(Beginning of WORKING DATA)

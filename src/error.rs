use thiserror::Error;

/// Failure to load the search index.
///
/// Terminal for the engine instance that hit it: there is no retry, and
/// every subsequent query is answered with an `error` event carrying this
/// cause. A new engine must be constructed to attempt another load.
#[derive(Debug, Error)]
pub enum LoadError {
    /// The request never produced a response (connection, DNS, timeout).
    #[error("failed to fetch search index from {url}")]
    Fetch {
        url: String,
        #[source]
        source: reqwest::Error,
    },

    /// The server answered with a non-success status.
    #[error("search index request to {url} returned HTTP {status}")]
    Status { url: String, status: u16 },

    /// The response body was not a valid index document.
    #[error("failed to parse search index from {url}")]
    Parse {
        url: String,
        #[source]
        source: serde_json::Error,
    },
}
//! CI command - the whole pipeline for one worker.
//!
//! Runs this environment's suite in place, then hands the result to the
//! gate. A failed suite fails the build and never publishes.

use std::path::Path;

use crate::cli::publish::publish_gated;
use crate::cli::run::run_selected;
use crate::cli::{project, ContextArgs};
use crate::error::{Error, Result};

pub fn execute(context: &ContextArgs, config: Option<&Path>) -> Result<()> {
    let project = project::load(config)?;
    let mut ctx = context.resolve(&project.config);

    let outcome = run_selected(&project, &ctx)?;
    ctx.suite_passed = outcome.passed();
    if !ctx.suite_passed {
        return Err(Error::Other(format!("{} failed", outcome.descriptor)));
    }

    publish_gated(&project, &ctx)
}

(End of WORKING DATA)

*ACTIVITY:* An exact copy of the material above is needed.

*SOLUTION FOR THIS PROBLEM:*
filename src/error.rs
use thiserror::Error;

/// Failure to load the search index.
///
/// Terminal for the engine instance that hit it: there is no retry, and
/// every subsequent query is answered with an `error` event carrying this
/// cause. A new engine must be constructed to attempt another load.
#[derive(Debug, Error)]
pub enum LoadError {
    /// The request never produced a response (connection, DNS, timeout).
    #[error("failed to fetch search index from {url}")]
    Fetch {
        url: String,
        #[source]
        source: reqwest::Error,
    },

    /// The server answered with a non-success status.
    #[error("search index request to {url} returned HTTP {status}")]
    Status { url: String, status: u16 },

    /// The response body was not a valid index document.
    #[error("failed to parse search index from {url}")]
    Parse {
        url: String,
        #[source]
        source: serde_json::Error,
    },
}
//! CI command - the whole pipeline for one worker.
//!
//! Runs this environment's suite in place, then hands the result to the
//! gate. A failed suite fails the build and never publishes.

use std::path::Path;

use crate::cli::publish::publish_gated;
use crate::cli::run::run_selected;
use crate::cli::{project, ContextArgs};
use crate::error::{Error, Result};

pub fn execute(context: &ContextArgs, config: Option<&Path>) -> Result<()> {
    let project = project::load(config)?;
    let mut ctx = context.resolve(&project.config);

    let outcome = run_selected(&project, &ctx)?;
    ctx.suite_passed = outcome.passed();
    if !ctx.suite_passed {
        return Err(Error::Other(format!("{} failed", outcome.descriptor)));
    }

    publish_gated(&project, &ctx)
}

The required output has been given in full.